To help reduce this health disparity, our team at Boston Medical Center has been promoting prenatal aspirin as an effective medication to prevent preeclampsia (www.prenatalaspirin.com). We have significantly reduced our rates of hypertensive complications over the last 2 years as well as preterm induction for black mothers. Guidelines from the US Preventive Services Task Force (2014) and the American College of Obstetricians and Gynecologists (2018) have started recommending daily 81-mg aspirin to pregnant women at high risk for preeclampsia.

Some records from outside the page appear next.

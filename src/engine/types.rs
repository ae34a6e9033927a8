use std::sync::Arc;

/// Opaque broker identifier (FIGI or instrument UID).
pub type InstrumentId = String;

#[derive(Debug, Clone, Copy, PartialEq, Eq, Hash)]
pub enum Direction {
    Buy,
    Sell,
}

// Instrument as the metadata collaborator hands it over; fixed for the life of a subscription
#[derive(Debug, Clone, PartialEq)]
pub struct InstrumentRef {
    pub id: InstrumentId,
    pub price_step: f64,
    pub lot_size: u64,
}

impl InstrumentRef {
    pub fn new(id: impl Into<InstrumentId>, price_step: f64, lot_size: u64) -> Self {
        Self { id: id.into(), price_step, lot_size }
    }
}

// One raw (price, quantity) pair from the feed; not grid aligned
#[derive(Debug, Clone, Copy, PartialEq)]
pub struct BookLevel {
    pub price: f64,
    pub quantity: u64,
}

impl BookLevel {
    pub fn new(price: f64, quantity: u64) -> Self {
        Self { price, quantity }
    }
}

#[derive(Debug, Clone, Default, PartialEq)]
pub struct RawBook {
    pub bids: Vec<BookLevel>,
    pub asks: Vec<BookLevel>,
}

impl RawBook {
    pub fn new(bids: Vec<BookLevel>, asks: Vec<BookLevel>) -> Self {
        Self { bids, asks }
    }

    pub fn is_empty(&self) -> bool {
        self.bids.is_empty() && self.asks.is_empty()
    }

    /// Highest bid price, ignoring non-finite garbage.
    pub fn best_bid(&self) -> Option<f64> {
        self.bids
            .iter()
            .map(|l| l.price)
            .filter(|p| p.is_finite())
            .fold(None, |best, p| Some(best.map_or(p, |b: f64| b.max(p))))
    }

    /// Lowest ask price, ignoring non-finite garbage.
    pub fn best_ask(&self) -> Option<f64> {
        self.asks
            .iter()
            .map(|l| l.price)
            .filter(|p| p.is_finite())
            .fold(None, |best, p| Some(best.map_or(p, |b: f64| b.min(p))))
    }
}

#[derive(Debug, Clone, Copy, PartialEq)]
pub struct Trade {
    pub price: f64,
    pub quantity: u64,
    pub direction: Direction,
}

/// Highlight tier of a grid row. `Peak` means side-max volume in the volume
/// view and global max notional in the sum view.
#[derive(Debug, Clone, Copy, PartialEq, Eq, Hash)]
pub enum Zone {
    Peak,
    Ask,
    Bid,
    Empty,
}

#[derive(Debug, Clone, PartialEq)]
pub struct PriceRow {
    pub price: f64,
    pub ask_volume: u64,
    pub bid_volume: u64,
    pub volume: u64,
    pub sum: f64,
    pub volume_zone: Zone,
    pub sum_zone: Zone,
}

#[derive(Debug, Clone, PartialEq)]
pub enum GridRow {
    Price(PriceRow),
    Spread,
}

impl GridRow {
    pub fn price(&self) -> Option<f64> {
        match self {
            GridRow::Price(row) => Some(row.price),
            GridRow::Spread => None,
        }
    }

    pub fn as_price_row(&self) -> Option<&PriceRow> {
        match self {
            GridRow::Price(row) => Some(row),
            GridRow::Spread => None,
        }
    }

    pub fn is_spread(&self) -> bool {
        matches!(self, GridRow::Spread)
    }
}

/// Display-ready grid, rows ordered by descending price.
#[derive(Debug, Clone, Default, PartialEq)]
pub struct AggregatedBook {
    pub rows: Vec<GridRow>,
    /// Tolerance the grid was built with (half a price step).
    pub tolerance: f64,
    pub min_volume: u64,
    pub max_volume: u64,
    pub min_sum: f64,
    pub max_sum: f64,
}

impl AggregatedBook {
    /// No rows at all: the feed had nothing on either side.
    pub fn is_empty(&self) -> bool {
        self.rows.is_empty()
    }

    pub fn price_rows(&self) -> impl Iterator<Item = &PriceRow> {
        self.rows.iter().filter_map(GridRow::as_price_row)
    }

    pub fn spread_index(&self) -> Option<usize> {
        self.rows.iter().position(GridRow::is_spread)
    }

    /// Index of the first row whose price lies within the grid tolerance of `price`.
    pub fn row_for_price(&self, price: f64) -> Option<usize> {
        if !price.is_finite() {
            return None;
        }
        self.rows
            .iter()
            .position(|row| row.price().is_some_and(|p| prices_match(p, price, self.tolerance)))
    }
}

/// `|a - b| < tolerance`, with the difference rounded to 6 places so float
/// noise in the last digits never flips a match.
pub fn prices_match(a: f64, b: f64, tolerance: f64) -> bool {
    let diff = ((a - b) * 1e6).round() / 1e6;
    diff.abs() < tolerance
}

/// What the multiplexer routes to one instrument. Either half may be absent.
#[derive(Debug, Clone, Default, PartialEq)]
pub struct FeedUpdate {
    pub book: Option<RawBook>,
    pub trade: Option<Trade>,
}

impl FeedUpdate {
    pub fn book(book: RawBook) -> Self {
        Self { book: Some(book), trade: None }
    }

    pub fn trade(trade: Trade) -> Self {
        Self { book: None, trade: Some(trade) }
    }

    /// Layer `self` over an older pending update: fields present here win,
    /// fields absent here are carried over from `older`.
    pub fn merged_over(self, older: FeedUpdate) -> FeedUpdate {
        FeedUpdate {
            book: self.book.or(older.book),
            trade: self.trade.or(older.trade),
        }
    }

    pub fn is_empty(&self) -> bool {
        self.book.is_none() && self.trade.is_none()
    }
}

/// Consumer-facing end of one instrument pane.
pub trait BookSink: Send + Sync + 'static {
    fn on_book_update(&self, book: Arc<AggregatedBook>);
    fn on_trade(&self, trade: Trade, row: Option<usize>);
    fn on_error(&self, message: &str);
}
use tracing_subscriber::EnvFilter;

pub fn init_tracing(default_filter: &str) {
    let filter = EnvFilter::try_from_default_env()
        .unwrap_or_else(|_| EnvFilter::new(default_filter));
    tracing_subscriber::fmt()
        .with_env_filter(filter)
        .compact()
        .init();
}

#[cfg(feature = "metrics-exporter")]
pub fn init_metrics(port: u16) -> anyhow::Result<()> {
    use metrics_exporter_prometheus::PrometheusBuilder;

    PrometheusBuilder::new()
        .with_http_listener(([0, 0, 0, 0], port))
        .install()?;

    tracing::info!(port, "prometheus exporter listening on /metrics");
    metrics::gauge!("lobgrid_up").set(1.0);
    Ok(())
}

#[cfg(not(feature = "metrics-exporter"))]
pub fn init_metrics(port: u16) -> anyhow::Result<()> {
    tracing::warn!(port, "built without the metrics-exporter feature, metrics stay in-process");
    Ok(())
}
//! Check a photo against the DV compliance rules and print the verdict.
//!
//! Usage:
//!   cargo run --example check_photo --features rustface -- <photo> <model-file> [output-dir]
//!
//! `<model-file>` is a SeetaFace frontal model (seeta_fd_frontal_v1.0.bin).

#[cfg(feature = "rustface")]
fn main() {
    use std::path::Path;

    use dvphoto::{ComplianceResult, PhotoValidator, RustfaceDetector};

    let mut args = std::env::args().skip(1);
    let photo_path = args.next().expect("usage: check_photo <photo> <model-file> [output-dir]");
    let model_path = args.next().expect("usage: check_photo <photo> <model-file> [output-dir]");
    let output_dir = args.next().unwrap_or_else(|| ".".to_string());

    let input = std::fs::read(&photo_path)
        .unwrap_or_else(|e| panic!("failed to read {photo_path}: {e}"));
    let detector = RustfaceDetector::from_model_file(Path::new(&model_path))
        .unwrap_or_else(|e| panic!("failed to load model {model_path}: {e}"));

    let stem = Path::new(&photo_path)
        .file_stem()
        .and_then(|s| s.to_str())
        .unwrap_or("photo");

    let result = PhotoValidator::new(input)
        .unwrap()
        .source_stem(stem)
        .face_detector(Box::new(detector))
        .validate(Path::new(&output_dir))
        .unwrap();

    match result {
        ComplianceResult::Pass {
            fixes_applied,
            artifact_name,
        } => {
            println!("PASS: saved {artifact_name}");
            for fix in fixes_applied {
                println!("  fixed: {fix}");
            }
        }
        ComplianceResult::Fail { issues } => {
            println!("FAIL:");
            for issue in issues {
                println!("  {}", issue.message);
            }
        }
    }
}

#[cfg(not(feature = "rustface"))]
fn main() {
    eprintln!("rebuild with --features rustface to run this demo");
}
use image::imageops::{self, FilterType};
use image::{DynamicImage, ImageFormat, RgbImage, RgbaImage};

use crate::error::DvPhotoError;
use crate::jfif_density;
use crate::CANONICAL_EDGE;

/// A decoded submission, flattened to RGB at its original dimensions.
pub(crate) struct LoadedPhoto {
    pub raster: RgbImage,
    pub format: ImageFormat,
    /// Density declared in the JFIF header, if the input carried one.
    pub dpi: Option<(u16, u16)>,
}

/// Detect the input image format from the raw bytes.
pub(crate) fn sniff_format(input: &[u8]) -> Result<ImageFormat, DvPhotoError> {
    image::guess_format(input).map_err(|e| DvPhotoError::Decode(e.to_string()))
}

/// Decode input bytes and flatten any alpha channel onto white.
pub(crate) fn load(input: &[u8]) -> Result<LoadedPhoto, DvPhotoError> {
    let format = sniff_format(input)?;
    let decoded =
        image::load_from_memory(input).map_err(|e| DvPhotoError::Decode(e.to_string()))?;

    if decoded.width() == 0 || decoded.height() == 0 {
        return Err(DvPhotoError::ZeroDimensions);
    }

    let dpi = if format == ImageFormat::Jpeg {
        jfif_density::declared_dpi(input)
    } else {
        None
    };

    Ok(LoadedPhoto {
        raster: flatten_alpha(&decoded),
        format,
        dpi,
    })
}

/// Stretch the raster to the canonical square if it isn't already there.
///
/// The aspect ratio is intentionally not preserved. Returns the working
/// raster and whether a resize was applied.
pub(crate) fn normalize(raster: RgbImage) -> (RgbImage, bool) {
    if raster.dimensions() == (CANONICAL_EDGE, CANONICAL_EDGE) {
        return (raster, false);
    }
    let stretched = imageops::resize(&raster, CANONICAL_EDGE, CANONICAL_EDGE, FilterType::Lanczos3);
    (stretched, true)
}

/// Flatten alpha channel by compositing onto a white background.
pub(crate) fn flatten_alpha(image: &DynamicImage) -> RgbImage {
    let rgba: RgbaImage = image.to_rgba8();
    let (width, height) = (rgba.width(), rgba.height());
    let mut rgb = RgbImage::new(width, height);

    for (x, y, pixel) in rgba.enumerate_pixels() {
        let [r, g, b, a] = pixel.0;
        let alpha = a as f32 / 255.0;
        let inv_alpha = 1.0 - alpha;
        // Composite over white (255, 255, 255)
        let out_r = (r as f32 * alpha + 255.0 * inv_alpha).round() as u8;
        let out_g = (g as f32 * alpha + 255.0 * inv_alpha).round() as u8;
        let out_b = (b as f32 * alpha + 255.0 * inv_alpha).round() as u8;
        rgb.put_pixel(x, y, image::Rgb([out_r, out_g, out_b]));
    }

    rgb
}

#[cfg(test)]
mod tests {
    use super::*;
    use image::ImageEncoder;

    fn make_test_png(width: u32, height: u32) -> Vec<u8> {
        let mut img = RgbImage::new(width, height);
        for (x, y, pixel) in img.enumerate_pixels_mut() {
            *pixel = image::Rgb([
                (x * 255 / width.max(1)) as u8,
                (y * 255 / height.max(1)) as u8,
                128,
            ]);
        }
        let mut buffer = Vec::new();
        let encoder = image::codecs::png::PngEncoder::new(&mut buffer);
        encoder
            .write_image(img.as_raw(), width, height, image::ExtendedColorType::Rgb8)
            .unwrap();
        buffer
    }

    #[test]
    fn load_reports_intrinsic_format() {
        let png = make_test_png(100, 80);
        let photo = load(&png).unwrap();
        assert_eq!(photo.format, ImageFormat::Png);
        assert_eq!(photo.raster.dimensions(), (100, 80));
        assert_eq!(photo.dpi, None);
    }

    #[test]
    fn load_rejects_undecodable_input() {
        assert!(load(b"not an image").is_err());
    }

    #[test]
    fn normalize_passes_canonical_through() {
        let raster = RgbImage::new(CANONICAL_EDGE, CANONICAL_EDGE);
        let (out, resized) = normalize(raster);
        assert!(!resized);
        assert_eq!(out.dimensions(), (CANONICAL_EDGE, CANONICAL_EDGE));
    }

    #[test]
    fn normalize_stretches_to_canonical_square() {
        let raster = RgbImage::new(300, 400);
        let (out, resized) = normalize(raster);
        assert!(resized);
        assert_eq!(out.dimensions(), (CANONICAL_EDGE, CANONICAL_EDGE));
    }

    #[test]
    fn flatten_alpha_composites_over_white() {
        // Fully transparent pixel should become white
        let mut rgba = RgbaImage::new(1, 1);
        rgba.put_pixel(0, 0, image::Rgba([255, 0, 0, 0]));
        let dynamic = DynamicImage::ImageRgba8(rgba);
        let rgb = flatten_alpha(&dynamic);
        assert_eq!(rgb.get_pixel(0, 0), &image::Rgb([255, 255, 255]));
    }

    #[test]
    fn flatten_alpha_preserves_opaque() {
        let mut rgba = RgbaImage::new(1, 1);
        rgba.put_pixel(0, 0, image::Rgba([100, 150, 200, 255]));
        let dynamic = DynamicImage::ImageRgba8(rgba);
        let rgb = flatten_alpha(&dynamic);
        assert_eq!(rgb.get_pixel(0, 0), &image::Rgb([100, 150, 200]));
    }

    #[test]
    fn flatten_alpha_blends_semitransparent() {
        let mut rgba = RgbaImage::new(1, 1);
        // 50% transparent red blends toward white
        rgba.put_pixel(0, 0, image::Rgba([255, 0, 0, 128]));
        let dynamic = DynamicImage::ImageRgba8(rgba);
        let rgb = flatten_alpha(&dynamic);
        let pixel = rgb.get_pixel(0, 0);
        assert!((pixel.0[0] as i16 - 255).abs() <= 1);
        assert!((pixel.0[1] as i16 - 127).abs() <= 2);
        assert!((pixel.0[2] as i16 - 127).abs() <= 2);
    }
}
use std::collections::HashSet;

use serde::{Deserialize, Serialize};

/// Brightness floor of the current policy revision.
pub const BRIGHTNESS_FLOOR_STRICT: f64 = 100.0;

/// Brightness floor of the earlier, more permissive revision.
pub const BRIGHTNESS_FLOOR_LENIENT: f64 = 80.0;

/// Background coverage minimum of the current policy revision.
pub const BACKGROUND_COVERAGE_STRICT: f64 = 0.85;

/// Background coverage minimum of the earlier, more permissive revision.
pub const BACKGROUND_COVERAGE_LENIENT: f64 = 0.45;

/// The kind of requirement a submission violated.
#[derive(Debug, Clone, Copy, PartialEq, Eq, Serialize, Deserialize)]
#[serde(rename_all = "snake_case")]
pub enum IssueKind {
    /// The input was not encoded as JPEG.
    FormatInvalid,
    /// A scanned submission did not arrive at the canonical dimensions.
    DimensionInvalid,
    /// A non-canonical input was stretched to 600×600. Recorded as an
    /// applied fix on the success path, never as a violation.
    DimensionAutoFixed,
    /// A scanned submission did not declare a 300 DPI resolution.
    ResolutionInvalid,
    /// No frontal face was found.
    NoFaceDetected,
    /// More than one frontal face was found.
    MultipleFacesDetected,
    /// Fewer than two eyes were found within the face; glasses or a
    /// face covering may be obscuring it.
    PossibleOcclusion,
    /// Mean brightness fell below the policy floor.
    TooDark,
    /// Background whiteness coverage fell below the policy minimum.
    BackgroundNotWhite,
    /// The saved artifact exceeded the file-size ceiling.
    FileTooLarge,
}

/// One detected violation of a documented requirement.
#[derive(Debug, Clone, Serialize, Deserialize)]
pub struct Issue {
    /// Which requirement was violated.
    pub kind: IssueKind,
    /// Human-readable description, also the deduplication key.
    pub message: String,
}

impl Issue {
    fn new(kind: IssueKind, message: impl Into<String>) -> Self {
        Self {
            kind,
            message: message.into(),
        }
    }

    pub(crate) fn format_invalid() -> Self {
        Self::new(
            IssueKind::FormatInvalid,
            "Image is not in JPEG format. Please provide a JPEG image.",
        )
    }

    pub(crate) fn dimension_auto_fixed() -> Self {
        Self::new(
            IssueKind::DimensionAutoFixed,
            "Resized image to 600x600 pixels.",
        )
    }

    pub(crate) fn dimension_invalid() -> Self {
        Self::new(
            IssueKind::DimensionInvalid,
            "For scanned images, please provide an image with 2x2 inches (51x51 mm) dimensions.",
        )
    }

    pub(crate) fn resolution_invalid() -> Self {
        Self::new(
            IssueKind::ResolutionInvalid,
            "Scanned image does not have a resolution of 300 DPI.",
        )
    }

    pub(crate) fn no_face_detected() -> Self {
        Self::new(
            IssueKind::NoFaceDetected,
            "No face detected in the image. Please ensure the face is visible.",
        )
    }

    pub(crate) fn multiple_faces_detected() -> Self {
        Self::new(
            IssueKind::MultipleFacesDetected,
            "Multiple faces detected. Please ensure only one face is visible in the image.",
        )
    }

    pub(crate) fn possible_occlusion() -> Self {
        Self::new(
            IssueKind::PossibleOcclusion,
            "Fewer than two eyes detected. Remove glasses or face coverings and resubmit.",
        )
    }

    pub(crate) fn too_dark() -> Self {
        Self::new(
            IssueKind::TooDark,
            "Image is too dark. Ensure the face is well-lit.",
        )
    }

    pub(crate) fn background_not_white() -> Self {
        Self::new(
            IssueKind::BackgroundNotWhite,
            "Background is not sufficiently white. Ensure a plain white or off-white background.",
        )
    }

    pub(crate) fn file_too_large(actual_kb: f64, limit_kb: f64) -> Self {
        Self::new(
            IssueKind::FileTooLarge,
            format!(
                "Image file size is {actual_kb:.2} KB, which exceeds the {limit_kb:.0} KB limit."
            ),
        )
    }
}

/// Numeric thresholds the policy engine evaluates measurements against.
///
/// Two threshold revisions exist for brightness and background coverage;
/// the stricter pair is the default. Construct with `Default` and
/// override fields as needed.
#[derive(Debug, Clone)]
pub struct PolicyThresholds {
    /// Minimum mean brightness. A value exactly at the floor passes.
    pub brightness_floor: f64,
    /// Minimum background whiteness coverage, in `[0, 1]`.
    pub background_coverage_floor: f64,
    /// Per-channel intensity a pixel must strictly exceed to count as
    /// white-ish.
    pub white_intensity: u8,
    /// Margin in pixels added around the face box when masking the
    /// subject out of the background measurement.
    pub face_mask_margin: u32,
    /// JPEG quality used when persisting the artifact.
    pub jpeg_quality: u8,
    /// Ceiling on the persisted artifact size, in kilobytes.
    pub max_artifact_kb: f64,
}

impl Default for PolicyThresholds {
    fn default() -> Self {
        Self {
            brightness_floor: BRIGHTNESS_FLOOR_STRICT,
            background_coverage_floor: BACKGROUND_COVERAGE_STRICT,
            white_intensity: 230,
            face_mask_margin: 20,
            jpeg_quality: 85,
            max_artifact_kb: 240.0,
        }
    }
}

impl PolicyThresholds {
    /// Failure triggers only strictly below the floor.
    pub(crate) fn brightness_ok(&self, brightness: f64) -> bool {
        brightness >= self.brightness_floor
    }

    pub(crate) fn background_ok(&self, coverage: f64) -> bool {
        coverage >= self.background_coverage_floor
    }

    pub(crate) fn size_ok(&self, size_kb: f64) -> bool {
        size_kb <= self.max_artifact_kb
    }
}

/// Drop repeated issues, keyed by message, preserving first-seen order.
///
/// The same physical defect can be flagged by more than one check path;
/// the report must name it once.
pub(crate) fn dedupe_issues(issues: Vec<Issue>) -> Vec<Issue> {
    let mut seen = HashSet::new();
    issues
        .into_iter()
        .filter(|issue| seen.insert(issue.message.clone()))
        .collect()
}
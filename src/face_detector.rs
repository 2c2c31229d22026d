/// Bounding box of a detected face within an image.
#[derive(Debug, Clone)]
pub struct FaceBounds {
    /// X coordinate of the top-left corner (pixels).
    pub x: f64,
    /// Y coordinate of the top-left corner (pixels).
    pub y: f64,
    /// Width of the bounding box (pixels).
    pub width: f64,
    /// Height of the bounding box (pixels).
    pub height: f64,
    /// Detection confidence score.
    pub confidence: f64,
}

impl FaceBounds {
    /// Bounding-box area in square pixels.
    pub fn area(&self) -> f64 {
        self.width * self.height
    }
}

/// Pluggable frontal-face detection backend.
///
/// Implement this trait to provide a custom detector (ONNX, dlib, etc.)
/// and pass it to [`crate::PhotoValidator::face_detector`]. Coordinates
/// returned by `detect_faces` are valid only for the raster they were
/// computed on; any resize or crop invalidates them.
pub trait FaceDetector: Send + Sync {
    /// Detect frontal faces in a row-major grayscale buffer of
    /// `width` × `height` bytes.
    fn detect_faces(&self, gray: &[u8], width: u32, height: u32) -> Vec<FaceBounds>;

    /// Count eyes strictly within `face` on the same grayscale buffer.
    ///
    /// Returns `None` when the backend has no eye detection capability,
    /// in which case the occlusion check is skipped entirely.
    fn count_eyes(
        &self,
        _gray: &[u8],
        _width: u32,
        _height: u32,
        _face: &FaceBounds,
    ) -> Option<usize> {
        None
    }
}
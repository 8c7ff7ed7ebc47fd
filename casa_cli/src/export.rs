use std::io;
use std::path::Path;

use anyhow::Context;
use casa_shared::{SessionView, SpinLogEntry};
use serde::Serialize;

#[derive(Debug, Serialize)]
struct ExportRow {
    play: usize,
    balance: u64,
    jackpot_probability: f64,
    ts: Option<String>,
    reels: Option<String>,
    bet: Option<u64>,
    winnings: Option<u64>,
    nonce: Option<u64>,
}

/// Write both chart series, one row per history index. Row 0 is the seeded
/// state and carries no spin details.
pub fn write_history<W: io::Write>(
    out: W,
    view: &SessionView,
    log: &[SpinLogEntry],
) -> anyhow::Result<usize> {
    let mut wtr = csv::Writer::from_writer(out);
    let rows = view.balance_history.len().min(view.jackpot_history.len());
    for play in 0..rows {
        let entry = log.iter().find(|e| e.play as usize == play);
        wtr.serialize(ExportRow {
            play,
            balance: view.balance_history[play],
            jackpot_probability: view.jackpot_history[play],
            ts: entry.map(|e| e.ts.to_rfc3339()),
            reels: entry.map(|e| e.reels.join(" ")),
            bet: entry.map(|e| e.bet),
            winnings: entry.map(|e| e.winnings),
            nonce: entry.and_then(|e| e.nonce),
        })?;
    }
    wtr.flush()?;
    Ok(rows)
}

pub fn export_csv(path: &Path, view: &SessionView, log: &[SpinLogEntry]) -> anyhow::Result<usize> {
    let file = std::fs::File::create(path)
        .with_context(|| format!("creating {}", path.display()))?;
    write_history(file, view, log).with_context(|| format!("writing {}", path.display()))
}

#[cfg(test)]
mod tests {
    use super::*;
    use chrono::{TimeZone, Utc};

    fn view() -> SessionView {
        SessionView {
            balance: 1005,
            bet: 10,
            spinning: false,
            reels: ["CEREJA", "CEREJA", "LIMAO"].map(String::from),
            last_result: Some("You won $15!".into()),
            win_amount: 15,
            play_count: 1,
            balance_history: vec![1000, 1005],
            jackpot_history: vec![0.0, 0.5],
            jackpot_probability: 0.5,
        }
    }

    #[test]
    fn writes_seed_row_and_spin_rows() {
        let log = vec![SpinLogEntry {
            play: 1,
            ts: Utc.with_ymd_and_hms(2024, 1, 2, 3, 4, 5).unwrap(),
            reels: ["CEREJA", "CEREJA", "LIMAO"].map(String::from),
            bet: 10,
            winnings: 15,
            balance: 1005,
            jackpot_probability: 0.5,
            nonce: Some(7),
        }];
        let mut buf = Vec::new();
        let rows = write_history(&mut buf, &view(), &log).unwrap();
        assert_eq!(rows, 2);
        let text = String::from_utf8(buf).unwrap();
        let lines: Vec<&str> = text.lines().collect();
        assert_eq!(
            lines[0],
            "play,balance,jackpot_probability,ts,reels,bet,winnings,nonce"
        );
        assert_eq!(lines[1], "0,1000,0.0,,,,,");
        assert_eq!(
            lines[2],
            "1,1005,0.5,2024-01-02T03:04:05+00:00,CEREJA CEREJA LIMAO,10,15,7"
        );
    }

    #[test]
    fn export_to_file() {
        let dir = tempfile::tempdir().unwrap();
        let path = dir.path().join("history.csv");
        let rows = export_csv(&path, &view(), &[]).unwrap();
        assert_eq!(rows, 2);
        let text = std::fs::read_to_string(&path).unwrap();
        assert_eq!(text.lines().count(), 3);
    }
}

However, not every clinician and future mother knows that aspirin is safe and effective to take during pregnancy. We need your help to share what you know with colleagues, friends, and family! As more high-risk women use aspirin, we hope to see widespread improvement in pregnancy-related racial disparities. Many health equity champions believe that prenatal aspirin will eventually be given to all pregnant women, due to the extreme pregnancy safety value at low cost and without risk (except in women with aspirin allergy). Please read below for more information about preeclampsia and prenatal aspirin:
What is preeclampsia? It is also known as hypertension of pregnancy, or gestational hypertension. In severe cases, patients may develop injuries to their kidneys, liver, eyes, and/or brain. Eclampsia is the most extreme form, characterized by seizure(s) that occur during or shortly after delivery.
What are the symptoms of preeclampsia? You could have a headache, swelling in the hands and feet, or abdominal pain. You might also feel completely normal, so it’s important to go to all your prenatal appointments and have your blood pressure checked!
I’ve never had high blood pressure, can I still get preeclampsia? Yes! Our bodies go through many changes during pregnancy, and many women who develop high blood pressure during pregnancy had normal values before their pregnancy. It is important to make any lifestyle changes or take medications as recommended by your provider during pregnancy.
What are the risk factors for preeclampsia? Patients are at risk for preeclampsia if…
How long and how often do I have to take prenatal aspirin? Patients should take 81-mg prenatal aspirin starting at 12 weeks of pregnancy (or start as soon as possible if prescribed later) up until delivery. Data have shown that aspirin best prevents high blood pressure during pregnancy when taken at night.
How does prenatal aspirin work? And is it safe? Prenatal aspirin works by decreasing the hormones that constrict blood vessels in the mother and the placenta (an organ attached to the inside of the womb and facilitates sharing of blood during pregnancy). Over 30 years of research has shown that taking prenatal aspirin is safe for mothers and babies.